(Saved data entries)
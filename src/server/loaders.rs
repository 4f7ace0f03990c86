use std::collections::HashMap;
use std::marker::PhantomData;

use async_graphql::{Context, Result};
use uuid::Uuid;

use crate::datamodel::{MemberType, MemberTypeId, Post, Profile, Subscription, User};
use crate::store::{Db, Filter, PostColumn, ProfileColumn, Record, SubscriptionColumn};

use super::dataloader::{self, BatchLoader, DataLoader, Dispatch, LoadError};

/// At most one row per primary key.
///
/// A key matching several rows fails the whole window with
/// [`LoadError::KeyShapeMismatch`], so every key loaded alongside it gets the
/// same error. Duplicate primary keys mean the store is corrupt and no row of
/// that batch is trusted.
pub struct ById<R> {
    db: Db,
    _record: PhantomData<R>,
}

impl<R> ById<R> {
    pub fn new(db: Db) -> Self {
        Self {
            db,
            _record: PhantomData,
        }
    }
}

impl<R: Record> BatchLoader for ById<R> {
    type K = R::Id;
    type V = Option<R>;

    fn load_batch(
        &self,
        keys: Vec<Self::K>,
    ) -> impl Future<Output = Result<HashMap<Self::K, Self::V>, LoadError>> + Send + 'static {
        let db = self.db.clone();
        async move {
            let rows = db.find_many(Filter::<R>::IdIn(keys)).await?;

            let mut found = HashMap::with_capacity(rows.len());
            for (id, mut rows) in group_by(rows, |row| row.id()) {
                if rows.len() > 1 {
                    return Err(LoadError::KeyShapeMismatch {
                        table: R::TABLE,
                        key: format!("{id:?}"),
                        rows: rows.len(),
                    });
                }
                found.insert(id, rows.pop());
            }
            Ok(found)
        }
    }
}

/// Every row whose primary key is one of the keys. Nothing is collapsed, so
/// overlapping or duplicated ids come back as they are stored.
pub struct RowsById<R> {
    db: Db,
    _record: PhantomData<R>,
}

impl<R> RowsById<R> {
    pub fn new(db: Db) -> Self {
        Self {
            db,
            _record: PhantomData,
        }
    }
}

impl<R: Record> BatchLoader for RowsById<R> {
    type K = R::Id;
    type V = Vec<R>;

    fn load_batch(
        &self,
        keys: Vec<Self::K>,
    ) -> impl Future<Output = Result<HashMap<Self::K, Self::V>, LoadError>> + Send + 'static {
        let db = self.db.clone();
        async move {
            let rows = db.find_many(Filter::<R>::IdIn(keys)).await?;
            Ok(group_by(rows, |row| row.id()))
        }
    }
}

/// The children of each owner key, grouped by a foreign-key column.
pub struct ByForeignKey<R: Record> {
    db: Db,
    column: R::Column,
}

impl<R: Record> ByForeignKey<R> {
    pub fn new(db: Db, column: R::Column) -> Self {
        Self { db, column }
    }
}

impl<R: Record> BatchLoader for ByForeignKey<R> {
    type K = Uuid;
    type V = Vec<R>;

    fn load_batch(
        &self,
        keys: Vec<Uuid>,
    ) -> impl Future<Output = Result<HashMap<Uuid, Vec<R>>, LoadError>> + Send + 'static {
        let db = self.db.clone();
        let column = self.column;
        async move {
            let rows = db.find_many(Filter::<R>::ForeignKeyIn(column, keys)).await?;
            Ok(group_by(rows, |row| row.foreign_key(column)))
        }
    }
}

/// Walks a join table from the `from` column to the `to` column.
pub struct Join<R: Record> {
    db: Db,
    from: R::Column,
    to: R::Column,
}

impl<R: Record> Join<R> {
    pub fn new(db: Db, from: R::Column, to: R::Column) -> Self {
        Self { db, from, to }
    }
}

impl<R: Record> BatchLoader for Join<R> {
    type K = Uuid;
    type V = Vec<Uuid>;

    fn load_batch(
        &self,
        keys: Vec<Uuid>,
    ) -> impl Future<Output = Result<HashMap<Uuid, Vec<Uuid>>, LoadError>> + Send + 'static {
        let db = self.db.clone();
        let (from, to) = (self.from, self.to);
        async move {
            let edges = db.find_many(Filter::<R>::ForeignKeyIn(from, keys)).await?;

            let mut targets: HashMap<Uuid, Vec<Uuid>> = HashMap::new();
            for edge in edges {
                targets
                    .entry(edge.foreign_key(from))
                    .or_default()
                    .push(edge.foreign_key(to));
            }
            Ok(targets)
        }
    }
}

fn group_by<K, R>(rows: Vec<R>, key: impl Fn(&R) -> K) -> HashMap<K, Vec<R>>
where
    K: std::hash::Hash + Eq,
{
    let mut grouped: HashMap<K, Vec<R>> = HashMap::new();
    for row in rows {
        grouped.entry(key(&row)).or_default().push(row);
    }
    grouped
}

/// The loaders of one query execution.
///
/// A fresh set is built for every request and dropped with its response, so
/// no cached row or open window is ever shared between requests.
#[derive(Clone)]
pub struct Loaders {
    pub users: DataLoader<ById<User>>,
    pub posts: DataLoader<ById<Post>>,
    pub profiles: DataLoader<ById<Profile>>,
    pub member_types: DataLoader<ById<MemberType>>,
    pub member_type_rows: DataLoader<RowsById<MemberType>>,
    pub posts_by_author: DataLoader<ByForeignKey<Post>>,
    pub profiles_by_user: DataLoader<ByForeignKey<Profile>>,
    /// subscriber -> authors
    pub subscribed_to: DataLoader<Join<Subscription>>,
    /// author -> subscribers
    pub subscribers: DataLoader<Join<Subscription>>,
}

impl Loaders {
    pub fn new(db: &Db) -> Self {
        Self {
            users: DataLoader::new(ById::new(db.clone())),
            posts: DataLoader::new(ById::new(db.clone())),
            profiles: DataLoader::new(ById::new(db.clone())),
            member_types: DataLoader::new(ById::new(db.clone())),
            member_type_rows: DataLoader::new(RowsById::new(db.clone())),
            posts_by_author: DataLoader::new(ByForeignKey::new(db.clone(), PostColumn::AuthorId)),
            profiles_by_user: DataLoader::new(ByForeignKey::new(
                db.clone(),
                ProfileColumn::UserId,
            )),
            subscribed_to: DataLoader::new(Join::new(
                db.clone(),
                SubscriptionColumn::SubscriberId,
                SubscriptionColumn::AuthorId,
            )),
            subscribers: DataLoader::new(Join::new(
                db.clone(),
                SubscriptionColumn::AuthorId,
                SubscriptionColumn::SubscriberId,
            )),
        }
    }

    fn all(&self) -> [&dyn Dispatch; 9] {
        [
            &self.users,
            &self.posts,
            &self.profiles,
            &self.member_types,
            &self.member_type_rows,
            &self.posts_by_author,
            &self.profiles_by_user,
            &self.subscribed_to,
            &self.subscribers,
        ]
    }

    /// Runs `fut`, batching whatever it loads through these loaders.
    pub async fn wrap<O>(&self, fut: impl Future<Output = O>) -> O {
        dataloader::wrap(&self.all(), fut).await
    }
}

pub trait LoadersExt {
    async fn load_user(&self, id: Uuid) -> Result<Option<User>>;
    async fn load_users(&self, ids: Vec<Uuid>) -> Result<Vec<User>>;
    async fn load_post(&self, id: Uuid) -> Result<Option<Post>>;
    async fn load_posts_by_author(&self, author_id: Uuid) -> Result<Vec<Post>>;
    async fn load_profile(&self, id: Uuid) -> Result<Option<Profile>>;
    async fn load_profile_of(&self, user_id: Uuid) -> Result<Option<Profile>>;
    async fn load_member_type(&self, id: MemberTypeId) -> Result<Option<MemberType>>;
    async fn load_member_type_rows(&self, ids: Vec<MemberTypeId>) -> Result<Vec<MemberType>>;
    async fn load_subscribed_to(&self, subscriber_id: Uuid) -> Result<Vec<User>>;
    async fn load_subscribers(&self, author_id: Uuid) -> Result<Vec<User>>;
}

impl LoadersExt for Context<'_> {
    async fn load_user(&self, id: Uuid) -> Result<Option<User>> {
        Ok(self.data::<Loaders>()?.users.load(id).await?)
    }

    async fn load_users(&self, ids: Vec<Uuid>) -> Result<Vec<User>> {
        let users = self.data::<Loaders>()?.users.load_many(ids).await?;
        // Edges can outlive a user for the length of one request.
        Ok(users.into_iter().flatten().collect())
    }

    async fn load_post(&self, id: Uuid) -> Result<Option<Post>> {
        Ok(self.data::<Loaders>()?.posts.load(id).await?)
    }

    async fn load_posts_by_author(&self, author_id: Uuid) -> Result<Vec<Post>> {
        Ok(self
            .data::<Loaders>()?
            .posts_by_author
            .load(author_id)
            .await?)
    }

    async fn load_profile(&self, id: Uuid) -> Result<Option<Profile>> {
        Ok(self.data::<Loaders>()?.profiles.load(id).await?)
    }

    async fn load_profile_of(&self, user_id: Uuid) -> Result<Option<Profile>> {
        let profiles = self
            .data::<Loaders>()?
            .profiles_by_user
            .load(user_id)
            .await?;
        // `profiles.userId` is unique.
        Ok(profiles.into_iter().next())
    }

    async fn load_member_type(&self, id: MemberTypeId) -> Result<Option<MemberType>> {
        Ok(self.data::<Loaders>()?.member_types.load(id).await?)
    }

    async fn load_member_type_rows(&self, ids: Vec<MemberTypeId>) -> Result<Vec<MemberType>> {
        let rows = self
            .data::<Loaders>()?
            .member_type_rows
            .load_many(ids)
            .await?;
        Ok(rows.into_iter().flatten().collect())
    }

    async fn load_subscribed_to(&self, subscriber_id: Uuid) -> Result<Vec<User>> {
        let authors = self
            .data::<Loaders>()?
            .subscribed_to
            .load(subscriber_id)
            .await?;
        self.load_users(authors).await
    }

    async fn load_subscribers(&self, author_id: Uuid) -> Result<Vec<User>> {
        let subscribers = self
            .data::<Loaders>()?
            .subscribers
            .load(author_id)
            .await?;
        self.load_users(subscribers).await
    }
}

WHAT IS REQUIRED: Where does the string "push" appear in the records above? Return every line that holds it.

SOLUTION FOR THIS TASK:
                    .push(edge.foreign_key(to));
        grouped.entry(key(&row)).or_default().push(row);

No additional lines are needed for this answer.